Pada proses fermentasi koji (fermentasi dengan kapang) pertama praktikan merendam kedelai mentah dalam air selama 1 malam hingga mekar. Hari selanjutnya kedelai dicuci, dan dibiarkan di udara terbuka hingga kering. Proses perendaman ini menurut Kasmidjo (1990) bertujuan untuk mempermudah proses pelepasan kulit ari dari biji kedelai dan sekaligus untuk melunakkan biji kedelai. Dan ditambahkan menurut Tortora et al (1995) bahwa proses perendaman kedelai dapat memperlunak kedelai karena terjadi hidrasi air ke dalam biji kedelai, sehingga proses pemasakan biji kedelai dapat berjalan lebih singkat karena biji kedelai menjadi lebih lunak. Proses perendaman yang dilakukan oleh praktikan menggunakan air dalam jumlah banyak, hal ini juga sesuai dengan pernyataan Kasmidjo (1990) bahwa perendaman harus dilakukan dengan jumlah air yang melimpah agar kedelai dapat menyerap air dan beratnya meningkat hingga 2-3 kali lipat.

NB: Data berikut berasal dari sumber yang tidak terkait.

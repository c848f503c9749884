//! native/device.rs
//! In-process model of the accelerator: a fixed pool of instances that
//! sessions attach to, started on first use and stopped when the last
//! session lets go.
use std::sync::atomic::{AtomicU64, AtomicUsize, Ordering};
use std::sync::{Arc, OnceLock};

use log::{debug, info, trace, warn};

use crate::constants::{env_keys, DEFAULT_HW_INSTANCES};
use crate::utils::env_parse;

static GLOBAL_DEVICE: OnceLock<Arc<Device>> = OnceLock::new();

#[derive(Debug)]
pub struct Device {
    instances: usize,
    attached: AtomicUsize,
    open_sessions: AtomicUsize,
    hw_jobs: AtomicU64,
    sw_jobs: AtomicU64,
}

/// Point-in-time view of the device counters.
#[derive(Debug, Clone, Copy, Default, PartialEq, Eq)]
pub struct DeviceStats {
    pub instances: usize,
    pub attached: usize,
    pub open_sessions: usize,
    pub hw_jobs: u64,
    pub sw_jobs: u64,
}

impl Device {
    pub fn with_instances(instances: usize) -> Arc<Self> {
        Arc::new(Self {
            instances,
            attached: AtomicUsize::new(0),
            open_sessions: AtomicUsize::new(0),
            hw_jobs: AtomicU64::new(0),
            sw_jobs: AtomicU64::new(0),
        })
    }

    /// Process-wide device, sized from `QAT_ZIPPER_HW_INSTANCES` on first use.
    pub fn global() -> Arc<Device> {
        GLOBAL_DEVICE
            .get_or_init(|| {
                let instances = match env_parse::<usize>(env_keys::HW_INSTANCES) {
                    Ok(Some(n)) => n,
                    Ok(None) => DEFAULT_HW_INSTANCES,
                    Err(e) => {
                        warn!("[DEVICE] ignoring {e}, using {DEFAULT_HW_INSTANCES} instances");
                        DEFAULT_HW_INSTANCES
                    }
                };
                info!("[DEVICE] {instances} accelerator instance(s) available");
                Device::with_instances(instances)
            })
            .clone()
    }

    pub fn instances(&self) -> usize {
        self.instances
    }

    /// False models a host without any accelerator.
    pub fn has_hardware(&self) -> bool {
        self.instances > 0
    }

    pub fn in_use(&self) -> usize {
        self.attached.load(Ordering::SeqCst)
    }

    pub fn open_sessions(&self) -> usize {
        self.open_sessions.load(Ordering::SeqCst)
    }

    pub fn is_started(&self) -> bool {
        self.open_sessions() > 0
    }

    pub fn stats(&self) -> DeviceStats {
        DeviceStats {
            instances: self.instances,
            attached: self.in_use(),
            open_sessions: self.open_sessions(),
            hw_jobs: self.hw_jobs.load(Ordering::Relaxed),
            sw_jobs: self.sw_jobs.load(Ordering::Relaxed),
        }
    }

    /// Reference-counted start. The device stops when the last lease drops.
    pub fn lease(self: &Arc<Self>) -> DeviceLease {
        if self.open_sessions.fetch_add(1, Ordering::SeqCst) == 0 {
            debug!("[DEVICE] started");
        }
        DeviceLease { device: Arc::clone(self) }
    }

    /// Claim a free instance, or `None` when the pool is exhausted.
    pub fn try_attach(self: &Arc<Self>) -> Option<InstanceGuard> {
        self.attached
            .fetch_update(Ordering::SeqCst, Ordering::SeqCst, |n| {
                (n < self.instances).then_some(n + 1)
            })
            .ok()
            .map(|_| InstanceGuard { device: Arc::clone(self) })
    }

    /// One attempt plus `retry_count` retries, yielding between attempts.
    pub fn attach_with_retry(self: &Arc<Self>, retry_count: u32) -> Option<InstanceGuard> {
        for attempt in 0..=retry_count {
            if let Some(guard) = self.try_attach() {
                return Some(guard);
            }
            if attempt < retry_count {
                trace!("[RETRY] attach attempt {} of {} failed", attempt + 1, retry_count + 1);
                std::thread::yield_now();
            }
        }
        None
    }

    pub(crate) fn record_job(&self, on_hardware: bool) {
        let counter = if on_hardware { &self.hw_jobs } else { &self.sw_jobs };
        counter.fetch_add(1, Ordering::Relaxed);
    }
}

/// Attached accelerator instance; returned to the pool on drop.
#[derive(Debug)]
pub struct InstanceGuard {
    device: Arc<Device>,
}

impl Drop for InstanceGuard {
    fn drop(&mut self) {
        self.device.attached.fetch_sub(1, Ordering::SeqCst);
    }
}

/// Keeps the device started while a session is open.
#[derive(Debug)]
pub struct DeviceLease {
    device: Arc<Device>,
}

impl DeviceLease {
    pub fn device(&self) -> &Arc<Device> {
        &self.device
    }
}

impl Drop for DeviceLease {
    fn drop(&mut self) {
        if self.device.open_sessions.fetch_sub(1, Ordering::SeqCst) == 1 {
            debug!("[DEVICE] stopped");
        }
    }
}

#[cfg(test)]
mod tests {
    use super::*;

    #[test]
    fn pool_is_bounded_and_guards_return_instances() {
        let dev = Device::with_instances(2);
        let a = dev.try_attach();
        let b = dev.try_attach();
        assert!(a.is_some() && b.is_some());
        assert!(dev.try_attach().is_none());
        drop(a);
        assert_eq!(dev.in_use(), 1);
        assert!(dev.try_attach().is_some());
    }

    #[test]
    fn last_lease_stops_device() {
        let dev = Device::with_instances(1);
        let first = dev.lease();
        let second = dev.lease();
        drop(first);
        assert!(dev.is_started());
        drop(second);
        assert!(!dev.is_started());
    }

    #[test]
    fn retry_gives_up_after_all_attempts() {
        let dev = Device::with_instances(0);
        assert!(dev.attach_with_retry(3).is_none());
    }
}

Kedelai mentah selanjutnya direbus hingga matang. Proses perebusan kedelai dapat dilihat pada Gambar 1.

Gambar 1. Proses Perebusan Kedelai

Hal ini sesuai dengan pernyataan dari Tortora et al (1995) bahwa pada pembuatan kecap proses perebusan biji kedelai memiliki fungsi penting yaitu: Membantu pelunakkan biji kedelai sehingga mempermudah proses pemasakan Menghilangkan aroma langu pada kedelai dengan menginaktivasi enzim lipoksigenase Mengurangi mikroorganisme Merusak protein inhibitor Menginaktifkan zat-zat antinutrisi Mempermudah enzim pada kapang untuk menghidrolisis protein kedelai saat fermentasi berlangsung.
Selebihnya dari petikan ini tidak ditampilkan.